In November 2015 Kantanka Automobiles, a locally owned car manufacturer set up in partnership with Chinese investors, opened a car assembly plant in Gomoa Mpota in the Central Region. For Kantanka, a company which previously assembled cars by hand, this represented a move towards mass production, from two to 480 vehicles per year.
The company is said to have two prototype electric cars, Kantanka Odeneho I and Kantanka Odeneho II, and a series of SUVs, including Kantanka Dassebre, Kantanka Nsoromma and Kantanka Otumfuo, in its catalogue. With the launch of the assembly plant, the local firm inaugurated three flagship car models, the Kantanka Onantefuo, an SUV, the Kantanka Omama, a pickup truck, and the Kantanka K71, a mini SUV.
The company was expected to increase production to 70 cars by January 2016. The cheapest model in the range is priced at around the $20,000 mark, while the most expensive vehicle costs around $35,000. While this price range is still beyond the reach of the average Ghanaian, the company is set to launch a more affordable car, reportedly by the end of 2016.
Kantanka has embarked on an ambitious venture, delving into a market still largely dominated by second-hand, international cars.
There is also growing competition from grey market imports, a segment of the automobile industry described by some as vehicles which arrive in Ghana not directly from the manufacturer but from dealers elsewhere. This segment has grown significantly in recent years, and has squeezed some traditional auto houses out of their market shares.
Grey market vehicles are generally not imported through official channels, which makes it difficult to account for their impact on official sales and the industry’s overall performance. However, available data indicates that the Ghanaian car industry is still struggling with the slowdown in economic growth. According to data from the Ghana Automobile Distributors Association (GADA), 8201 cars were sold in the country in 2015, reflecting a 38% decline compared to the 13,231 sold in 2012. The industry attributes this to currency depreciation, high duty charges and the growth of the grey market.

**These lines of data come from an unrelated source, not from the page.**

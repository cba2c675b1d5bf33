//! Contract suite for the book ordering API.
//!
//! Registers a throwaway API client, then walks the book listing and the
//! full order lifecycle (create, read, update, delete) with one bearer token.

#![forbid(unsafe_code)]
#![warn(missing_docs)]

pub mod config;
pub mod schemas;
pub mod suite;

pub use config::SuiteConfig;
pub use suite::bookstore_suite;

use api_contract::{ContractResult, ContractRunner, SchemaRegistry, SuiteReport};

/// Run the bookstore suite once against the configured API.
///
/// # Errors
///
/// Returns an error if the HTTP client cannot be built or the suite is not runnable.
/// Step failures are reported in the [`SuiteReport`].
pub async fn run(config: &SuiteConfig) -> ContractResult<SuiteReport> {
    let runner = build_runner(config)?;
    runner.run_suite(&bookstore_suite(&config.client_name)).await
}

/// Runner wired with the bookstore schemas.
///
/// # Errors
///
/// Returns an error if the HTTP client cannot be built or a schema does not compile.
pub fn build_runner(config: &SuiteConfig) -> ContractResult<ContractRunner<SchemaRegistry>> {
    ContractRunner::from_config(
        config.base_url.clone(),
        &config.http_config(),
        schemas::registry()?,
    )
}
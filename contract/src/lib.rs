//! HTTP API contract testing.
//!
//! Runs an ordered list of dependent HTTP steps against one base URL:
//! - registers a client and keeps its bearer token in a [`SessionContext`]
//! - substitutes earlier results (e.g. an order id) into later requests
//! - checks status codes, literal fields and named JSON schemas
//!
//! Assertion failures are collected per step and never abort the run.

#![forbid(unsafe_code)]
#![warn(missing_docs)]

pub mod assertion;
pub mod context;
pub mod contract;
pub mod error;
pub mod report;
pub mod runner;
pub mod schema;

pub use assertion::{FieldAssertion, Matcher, StatusExpectation};
pub use context::{ContextKey, SessionContext, generate_client_email};
pub use contract::{Auth, Expectation, Extraction, HttpMethod, Registration, RequestTemplate, Step, Suite};
pub use error::{ContextError, ContractError, ContractResult};
pub use report::{CapturedResponse, Failure, StepOutcome, StepStatus, SuiteReport};
pub use runner::{ContractRunner, REGISTRATION_PATH};
pub use schema::{SchemaCheckError, SchemaRegistry, SchemaValidator};
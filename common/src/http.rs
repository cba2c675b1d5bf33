//! The HTTP client used to talk to the API under test.
//!
//! A run sends its requests one after another to a single host, so one
//! client with a tiny idle pool is built up front and lent to every step.

use reqwest::header::{ACCEPT, HeaderMap, HeaderValue};
use reqwest::{Client, ClientBuilder};
use std::time::Duration;

/// `User-Agent` sent unless configured otherwise.
pub const DEFAULT_USER_AGENT: &str = concat!("bookstore-contract/", env!("CARGO_PKG_VERSION"));

/// Idle connections kept per host; requests never overlap.
const IDLE_CONNECTIONS: usize = 1;

/// Client settings for one run.
#[derive(Debug, Clone, PartialEq, Eq)]
pub struct HttpConfig {
    /// Deadline for a whole request, response body included
    pub timeout: Duration,
    /// Deadline for establishing the connection
    pub connect_timeout: Duration,
    /// Sent as `User-Agent`
    pub user_agent: String,
}

impl Default for HttpConfig {
    fn default() -> Self {
        Self {
            timeout: Duration::from_secs(30),
            connect_timeout: Duration::from_secs(10),
            user_agent: DEFAULT_USER_AGENT.to_string(),
        }
    }
}

impl HttpConfig {
    /// Override the request deadline.
    #[must_use]
    pub const fn with_timeout(mut self, timeout: Duration) -> Self {
        self.timeout = timeout;
        self
    }

    /// Override the connect deadline.
    #[must_use]
    pub const fn with_connect_timeout(mut self, timeout: Duration) -> Self {
        self.connect_timeout = timeout;
        self
    }

    /// Override the `User-Agent`.
    #[must_use]
    pub fn with_user_agent(mut self, user_agent: impl Into<String>) -> Self {
        self.user_agent = user_agent.into();
        self
    }
}

/// Build the client for a run.
///
/// Every request it sends carries `Accept: application/json`.
///
/// # Errors
///
/// Returns an error if TLS cannot be initialised or the user agent is not a
/// valid header value.
pub fn build_http_client(config: &HttpConfig) -> Result<Client, reqwest::Error> {
    let mut headers = HeaderMap::new();
    headers.insert(ACCEPT, HeaderValue::from_static("application/json"));

    ClientBuilder::new()
        .default_headers(headers)
        .user_agent(config.user_agent.as_str())
        .timeout(config.timeout)
        .connect_timeout(config.connect_timeout)
        .pool_max_idle_per_host(IDLE_CONNECTIONS)
        .use_rustls_tls()
        .build()
}
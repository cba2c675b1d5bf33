//! Session context shared between the steps of one run.

use crate::error::ContextError;
use regex::Regex;
use secrecy::{ExposeSecret, SecretString};
use serde::{Deserialize, Serialize};
use serde_json::Value;
use std::fmt;
use std::str::FromStr;
use std::sync::LazyLock;
use url::form_urlencoded;
use uuid::Uuid;

static PLACEHOLDER: LazyLock<Regex> = LazyLock::new(|| {
    #[allow(clippy::unwrap_used)]
    Regex::new(r"\{([A-Za-z][A-Za-z0-9]*)\}").unwrap()
});

/// Names of the values a run carries from one step to the next.
#[derive(Debug, Clone, Copy, PartialEq, Eq, PartialOrd, Ord, Hash, Serialize, Deserialize)]
#[serde(rename_all = "camelCase")]
pub enum ContextKey {
    /// Email the test client registers with
    ClientEmail,
    /// Bearer token issued at registration
    AccessToken,
    /// Identifier of the order created by the run
    OrderId,
}

impl ContextKey {
    /// Placeholder name as written in templates.
    #[must_use]
    pub const fn as_str(self) -> &'static str {
        match self {
            Self::ClientEmail => "clientEmail",
            Self::AccessToken => "accessToken",
            Self::OrderId => "orderId",
        }
    }
}

impl fmt::Display for ContextKey {
    fn fmt(&self, f: &mut fmt::Formatter<'_>) -> fmt::Result {
        f.write_str(self.as_str())
    }
}

impl FromStr for ContextKey {
    type Err = ContextError;

    fn from_str(s: &str) -> Result<Self, Self::Err> {
        match s {
            "clientEmail" => Ok(Self::ClientEmail),
            "accessToken" => Ok(Self::AccessToken),
            "orderId" => Ok(Self::OrderId),
            other => Err(ContextError::UnknownPlaceholder(other.to_string())),
        }
    }
}

/// Values produced by earlier steps for later ones.
///
/// Every field starts empty (apart from the client email) and can be written
/// once. The access token is kept as a [`SecretString`] so it never shows up
/// in `Debug` output.
#[derive(Debug)]
pub struct SessionContext {
    client_email: String,
    access_token: Option<SecretString>,
    order_id: Option<String>,
}

impl SessionContext {
    /// Create a context for a client registering with `client_email`.
    #[must_use]
    pub fn new(client_email: impl Into<String>) -> Self {
        Self {
            client_email: client_email.into(),
            access_token: None,
            order_id: None,
        }
    }

    /// Create a context with a fresh, unique client email.
    #[must_use]
    pub fn with_generated_email() -> Self {
        Self::new(generate_client_email())
    }

    /// Email the client registers with.
    #[must_use]
    pub fn client_email(&self) -> &str {
        &self.client_email
    }

    /// Bearer token, once registration has succeeded.
    #[must_use]
    pub const fn access_token(&self) -> Option<&SecretString> {
        self.access_token.as_ref()
    }

    /// Order identifier, once an order has been created.
    #[must_use]
    pub fn order_id(&self) -> Option<&str> {
        self.order_id.as_deref()
    }

    /// Look up a value by key.
    #[must_use]
    pub fn get(&self, key: ContextKey) -> Option<&str> {
        match key {
            ContextKey::ClientEmail => Some(&self.client_email),
            ContextKey::AccessToken => self.access_token.as_ref().map(|t| t.expose_secret()),
            ContextKey::OrderId => self.order_id.as_deref(),
        }
    }

    /// Check whether a key holds a value.
    #[must_use]
    pub fn contains(&self, key: ContextKey) -> bool {
        self.get(key).is_some()
    }

    /// Write a value.
    ///
    /// # Errors
    ///
    /// Returns [`ContextError::AlreadySet`] if the key already holds a value.
    pub fn record(&mut self, key: ContextKey, value: impl Into<String>) -> Result<(), ContextError> {
        // The client email is fixed at construction.
        if self.contains(key) {
            return Err(ContextError::AlreadySet(key));
        }
        match key {
            ContextKey::ClientEmail => {}
            ContextKey::AccessToken => self.access_token = Some(SecretString::from(value.into())),
            ContextKey::OrderId => self.order_id = Some(value.into()),
        }
        Ok(())
    }

    /// Substitute `{key}` placeholders in a template string.
    ///
    /// # Errors
    ///
    /// Returns [`ContextError::UnknownPlaceholder`] for a name that is not a
    /// [`ContextKey`], and [`ContextError::Missing`] for a key with no value yet.
    pub fn render(&self, template: &str) -> Result<String, ContextError> {
        self.substitute(template, |_, value| Ok(value.to_owned()))
    }

    /// Substitute `{key}` placeholders in a path template.
    ///
    /// Each value is percent-encoded as a single path segment, so reserved
    /// characters such as `/`, `?` and `#` cannot change the target resource.
    ///
    /// # Errors
    ///
    /// Same as [`SessionContext::render`], plus
    /// [`ContextError::UnsafePathSegment`] for a value that is empty, `.` or `..`.
    pub fn render_path(&self, template: &str) -> Result<String, ContextError> {
        self.substitute(template, encode_path_segment)
    }

    fn substitute<F>(&self, template: &str, encode: F) -> Result<String, ContextError>
    where
        F: Fn(ContextKey, &str) -> Result<String, ContextError>,
    {
        let mut out = String::with_capacity(template.len());
        let mut last = 0;
        for caps in PLACEHOLDER.captures_iter(template) {
            let (Some(whole), Some(name)) = (caps.get(0), caps.get(1)) else {
                continue;
            };
            let key: ContextKey = name.as_str().parse()?;
            let value = self.get(key).ok_or(ContextError::Missing(key))?;
            out.push_str(&template[last..whole.start()]);
            out.push_str(&encode(key, value)?);
            last = whole.end();
        }
        out.push_str(&template[last..]);
        Ok(out)
    }

    /// Substitute placeholders in every string leaf of a JSON value.
    ///
    /// # Errors
    ///
    /// Same as [`SessionContext::render`].
    pub fn render_value(&self, value: &Value) -> Result<Value, ContextError> {
        Ok(match value {
            Value::String(s) => Value::String(self.render(s)?),
            Value::Array(items) => Value::Array(
                items
                    .iter()
                    .map(|v| self.render_value(v))
                    .collect::<Result<_, _>>()?,
            ),
            Value::Object(map) => Value::Object(
                map.iter()
                    .map(|(k, v)| Ok((k.clone(), self.render_value(v)?)))
                    .collect::<Result<_, ContextError>>()?,
            ),
            other => other.clone(),
        })
    }
}

/// Keys referenced by `{key}` placeholders in a template.
///
/// # Errors
///
/// Returns [`ContextError::UnknownPlaceholder`] for a name that is not a [`ContextKey`].
pub fn placeholders(template: &str) -> Result<Vec<ContextKey>, ContextError> {
    PLACEHOLDER
        .captures_iter(template)
        .filter_map(|caps| caps.get(1))
        .map(|name| name.as_str().parse())
        .collect()
}

/// Keys referenced anywhere in the string leaves of a JSON value.
///
/// # Errors
///
/// Same as [`placeholders`].
pub fn value_placeholders(value: &Value) -> Result<Vec<ContextKey>, ContextError> {
    match value {
        Value::String(s) => placeholders(s),
        Value::Array(items) => items.iter().try_fold(Vec::new(), |mut acc, v| {
            acc.extend(value_placeholders(v)?);
            Ok(acc)
        }),
        Value::Object(map) => map.values().try_fold(Vec::new(), |mut acc, v| {
            acc.extend(value_placeholders(v)?);
            Ok(acc)
        }),
        _ => Ok(Vec::new()),
    }
}

/// Percent-encode `value` so it stays one path segment.
fn encode_path_segment(key: ContextKey, value: &str) -> Result<String, ContextError> {
    if matches!(value, "" | "." | "..") {
        return Err(ContextError::UnsafePathSegment(key));
    }
    // The form encoder writes spaces as `+`; a literal `+` comes out as `%2B`.
    Ok(form_urlencoded::byte_serialize(value.as_bytes())
        .collect::<String>()
        .replace('+', "%20"))
}

/// Generate a client email that is unique per call.
#[must_use]
pub fn generate_client_email() -> String {
    format!("contract-{}@example.com", Uuid::new_v4().simple())
}
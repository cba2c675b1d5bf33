//! Bookstore contract runner - main entry point.
//!
//! Runs the book ordering suite once, prints the JSON report to stdout and
//! exits non-zero if anything failed.

use anyhow::{Context, bail};
use bookstore_contract::SuiteConfig;
use contract_common::init_tracing;
use tracing::info;

#[tokio::main(flavor = "current_thread")]
async fn main() -> anyhow::Result<()> {
    let config = SuiteConfig::from_env().context("loading configuration")?;
    init_tracing(&config.tracing_config())?;

    info!(base_url = %config.base_url, "running bookstore contract suite");
    let report = bookstore_contract::run(&config).await?;

    println!("{}", serde_json::to_string_pretty(&report)?);

    if !report.ok {
        bail!("{}", report.reason);
    }
    Ok(())
}
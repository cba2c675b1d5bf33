//! Literal and status assertions on a captured response.

use crate::report::Failure;
use serde::{Deserialize, Serialize};
use serde_json::Value;
use std::fmt;

/// What the response status must look like.
#[derive(Debug, Clone, Copy, Default, PartialEq, Eq, Serialize, Deserialize)]
#[serde(rename_all = "snake_case", tag = "kind", content = "code")]
pub enum StatusExpectation {
    /// Exactly this code
    Exact(u16),
    /// Any 2xx code
    #[default]
    Success,
    /// Any code outside 2xx
    Failure,
}

impl StatusExpectation {
    /// Check a status code against the expectation.
    #[must_use]
    pub const fn matches(self, status: u16) -> bool {
        let success = status >= 200 && status < 300;
        match self {
            Self::Exact(code) => code == status,
            Self::Success => success,
            Self::Failure => !success,
        }
    }

    /// Evaluate against a status code.
    ///
    /// # Errors
    ///
    /// Returns [`Failure::Status`] on mismatch.
    pub fn check(self, status: u16) -> Result<(), Failure> {
        if self.matches(status) {
            Ok(())
        } else {
            Err(Failure::Status {
                expected: self.to_string(),
                actual: status,
            })
        }
    }
}

impl fmt::Display for StatusExpectation {
    fn fmt(&self, f: &mut fmt::Formatter<'_>) -> fmt::Result {
        match self {
            Self::Exact(code) => write!(f, "{code}"),
            Self::Success => f.write_str("2xx"),
            Self::Failure => f.write_str("non-2xx"),
        }
    }
}

/// How a field value is compared.
#[derive(Debug, Clone, PartialEq, Serialize, Deserialize)]
#[serde(rename_all = "snake_case", tag = "kind", content = "value")]
pub enum Matcher {
    /// JSON equality with a literal
    Equals(Value),
    /// A string with at least one non-whitespace character
    NonEmptyString,
}

impl fmt::Display for Matcher {
    fn fmt(&self, f: &mut fmt::Formatter<'_>) -> fmt::Result {
        match self {
            Self::Equals(v) => write!(f, "{v}"),
            Self::NonEmptyString => f.write_str("a non-empty string"),
        }
    }
}

/// One assertion on a field of the response body, addressed by JSON pointer.
#[derive(Debug, Clone, PartialEq, Serialize, Deserialize)]
pub struct FieldAssertion {
    /// JSON pointer into the body, e.g. `/orderId`
    pub pointer: String,
    /// Expected value
    pub matcher: Matcher,
}

impl FieldAssertion {
    /// Field must equal `expected`.
    #[must_use]
    pub fn equals(pointer: impl Into<String>, expected: impl Into<Value>) -> Self {
        Self {
            pointer: pointer.into(),
            matcher: Matcher::Equals(expected.into()),
        }
    }

    /// Field must be a non-empty string.
    #[must_use]
    pub fn non_empty_string(pointer: impl Into<String>) -> Self {
        Self {
            pointer: pointer.into(),
            matcher: Matcher::NonEmptyString,
        }
    }

    /// Evaluate against a response body.
    ///
    /// # Errors
    ///
    /// Returns [`Failure::Field`] carrying the actual value (if any) on mismatch.
    pub fn check(&self, body: Option<&Value>) -> Result<(), Failure> {
        let actual = body.and_then(|b| b.pointer(&self.pointer));
        let ok = match (&self.matcher, actual) {
            (Matcher::Equals(expected), Some(actual)) => expected == actual,
            (Matcher::NonEmptyString, Some(Value::String(s))) => !s.trim().is_empty(),
            _ => false,
        };
        if ok {
            Ok(())
        } else {
            Err(Failure::Field {
                pointer: self.pointer.clone(),
                expected: self.matcher.to_string(),
                actual: actual.cloned(),
            })
        }
    }
}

Despite this, the sector’s performance in 2015 was positive compared to a year earlier, when sales stood at 6248 cars. Hilda Peasah, marketing manager of Japan Motors, a GADA car retailer member, spoke to local news outlet Graphic Business of a recovery in sales among GADA members. The government, she explained, is the biggest spender, so when government contracts are not forthcoming, sales go down.
Kantanka’s investment in auto assembly is not unprecedented. Drawn in by the industry’s investment potential in Ghana and, more generally, in the West African region, Indian car manufacturer major Mahindra joined efforts with a local partner in August 2013 to set up an assembly plant and service centre on 3.8-ha plot in Accra. The company also partnered with a local financial institution, Fidelity Bank, to provide financial assistance to customers through hire purchase and lease schemes.
Prior to this, Mahindra had sold around 3500 vehicles in Ghana to state institutions, private organisations, industries, UN agencies and individuals, from roughly 2006 to 2013. According to its sole distributor in Ghana, Svani Motors, the company accounted for 20% of the imported vehicle market in 2013.